- Born: Malcolm K. Palmore 1969 (age 56–57) Washington, D.C.
- Education: United States Naval Academy Pepperdine Graziadio Business School
- Occupations: Risk management executive, Cybersecurity advisor, Educator
- Employers: Apogee Global RMS; Google Cloud (2021-2025);
- Organization: Marines' Memorial Association (board of directors)
- Title: Founder & Principal Advisor, Apogee Global RMS and Professor of Practice at Thunderbird School of Global Management
- Website: https://mkpalmore.io/

= M.K. Palmore =

American cybersecurity executive

Malcolm K. Palmore, simply referred to as M.K. Palmore (born 1969), is an American Risk management executive, cybersecurity advisor, and former FBI agent. He is the founder and principal advisor of Apogee Global RMS, a San Jose, California-based enterprise risk management advisory firm. He is also a Professor of Practice at the Thunderbird School of Global Management at Arizona State University.

Palmore previously served as a director in Google Cloud's Office of the Chief Information Security Officer (CISO) (2021–2025) and as vice president and field chief security officer for the Americas at Palo Alto Networks (2019–2021). Before joining private sector, Palmore spent more than a quarter of a century in public service, primarily with the U.S. Marine Corps and later with Federal Bureau of Investigation (FBI). He served as the head of the Cyber Security Branch at the FBI’s San Francisco field office.
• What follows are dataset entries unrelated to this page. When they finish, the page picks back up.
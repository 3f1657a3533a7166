//! Intent dispatch
//!
//! A [`Skill`] is a registry of intent handlers plus the fixed lifecycle
//! responses around them: the launch welcome, a fallback for unrecognized
//! intent names, and session teardown. Dispatch is a single synchronous
//! name lookup; every reachable path yields exactly one response.

use std::collections::HashMap;
use tracing::{debug, warn};

use crate::envelope::{
    EnvelopeError, RequestBody, RequestEnvelope, ResponseEnvelope, Session,
};
use crate::value_objects::{Intent, Response};

/// Spoken when no handler is registered for an intent name
///
/// Unrecognized intents are an expected condition: the host's language
/// model and this registry are configured independently, and a mismatch
/// must still answer the user.
const FALLBACK_SPEECH: &str = "I'm not sure how to help with that. What else can I help with?";
const FALLBACK_REPROMPT: &str = "What else can I help with?";

/// Handler for a single registered intent
pub trait IntentHandler: Send + Sync {
    /// Produce the response for one intent invocation
    fn handle(&self, intent: &Intent, session: &Session) -> Response;
}

impl<F> IntentHandler for F
where
    F: Fn(&Intent, &Session) -> Response + Send + Sync,
{
    fn handle(&self, intent: &Intent, session: &Session) -> Response {
        self(intent, session)
    }
}

/// A voice skill: registered intent handlers plus fixed lifecycle responses
///
/// Holds only immutable state after construction, so a single instance can
/// serve concurrent requests without coordination.
pub struct Skill {
    application_id: Option<String>,
    welcome: Response,
    fallback: Box<dyn IntentHandler>,
    handlers: HashMap<String, Box<dyn IntentHandler>>,
}

impl Skill {
    /// Create a skill with the given welcome speech and reprompt
    ///
    /// The welcome is always an [`Response::Ask`]: launching a session
    /// opens the interaction and waits for a command.
    pub fn new(welcome_speech: impl Into<String>, welcome_reprompt: impl Into<String>) -> Self {
        Self {
            application_id: None,
            welcome: Response::ask(welcome_speech, welcome_reprompt),
            fallback: Box::new(|_: &Intent, _: &Session| {
                Response::ask(FALLBACK_SPEECH, FALLBACK_REPROMPT)
            }),
            handlers: HashMap::new(),
        }
    }

    /// Restrict the skill to envelopes addressed to one application id
    pub fn with_application_id(mut self, application_id: impl Into<String>) -> Self {
        self.application_id = Some(application_id.into());
        self
    }

    /// Replace the unrecognized-intent fallback
    pub fn with_fallback(mut self, handler: impl IntentHandler + 'static) -> Self {
        self.fallback = Box::new(handler);
        self
    }

    /// Register a handler for an intent name; the last registration wins
    pub fn register(&mut self, name: impl Into<String>, handler: impl IntentHandler + 'static) {
        self.handlers.insert(name.into(), Box::new(handler));
    }

    /// Whether a handler is registered for an intent name
    pub fn recognizes(&self, name: &str) -> bool {
        self.handlers.contains_key(name)
    }

    /// The fixed welcome for a newly launched session
    pub fn launch(&self, _session: &Session) -> Response {
        self.welcome.clone()
    }

    /// Route one intent to its handler, or to the fallback for unknown names
    pub fn dispatch(&self, intent: &Intent, session: &Session) -> Response {
        match self.handlers.get(intent.name.as_str()) {
            Some(handler) => {
                debug!(intent = %intent.name, "dispatching intent");
                handler.handle(intent, session)
            }
            None => {
                warn!(intent = %intent.name, "no handler registered, answering with fallback");
                self.fallback.handle(intent, session)
            }
        }
    }

    /// Handle one decoded envelope end to end
    ///
    /// Launch requests get the welcome, intent requests are dispatched, and
    /// session-ended requests produce no response envelope. When an
    /// application id is configured, envelopes addressed elsewhere are
    /// rejected before any handler runs.
    pub fn execute(
        &self,
        envelope: &RequestEnvelope,
    ) -> Result<Option<ResponseEnvelope>, EnvelopeError> {
        if let Some(expected) = &self.application_id {
            let actual = envelope.session.application_id();
            if actual != Some(expected.as_str()) {
                return Err(EnvelopeError::ApplicationIdMismatch {
                    expected: expected.clone(),
                    actual: actual.unwrap_or_default().to_string(),
                });
            }
        }

        if envelope.session.new {
            debug!(session = %envelope.session.session_id, "session started");
        }

        let response = match &envelope.request {
            RequestBody::Launch { .. } => self.launch(&envelope.session),
            RequestBody::Intent { intent, .. } => self.dispatch(intent, &envelope.session),
            RequestBody::SessionEnded { reason, .. } => {
                debug!(session = %envelope.session.session_id, ?reason, "session ended");
                return Ok(None);
            }
        };

        Ok(Some(ResponseEnvelope::wrap(response, &envelope.session)))
    }

    /// Decode one request from JSON, execute it, and encode the reply
    pub fn execute_json(&self, json: &str) -> Result<Option<String>, EnvelopeError> {
        let envelope: RequestEnvelope = serde_json::from_str(json)?;
        match self.execute(&envelope)? {
            Some(reply) => Ok(Some(serde_json::to_string(&reply)?)),
            None => Ok(None),
        }
    }
}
== Early life and education ==
Palmore was born and raised in Washington, D.C. He attended the United States Naval Academy, earning a bachelor's degree in political science, and later obtained a Master of Business Administration (MBA) from Pepperdine Graziadio Business School. He holds the Certified Information Systems Security Professional (CISSP) credential and completed the CISO Executive Program at Carnegie Mellon University.

== Career ==
Palmore began his professional career in 1992 as a commissioned officer in the U.S. Marine Corps, serving in operations and logistics billets before leaving the service as a captain in 1997. From 1997 to 2019, Palmore served as a Special Agent with the Federal Bureau of Investigation (FBI). During the service, he led counterterrorism and cybercrime investigations, crisis management, and efforts to safeguard public safety and national security. He also held various leadership roles, including serving as head of the Cyber Security Branch at the San Francisco field office.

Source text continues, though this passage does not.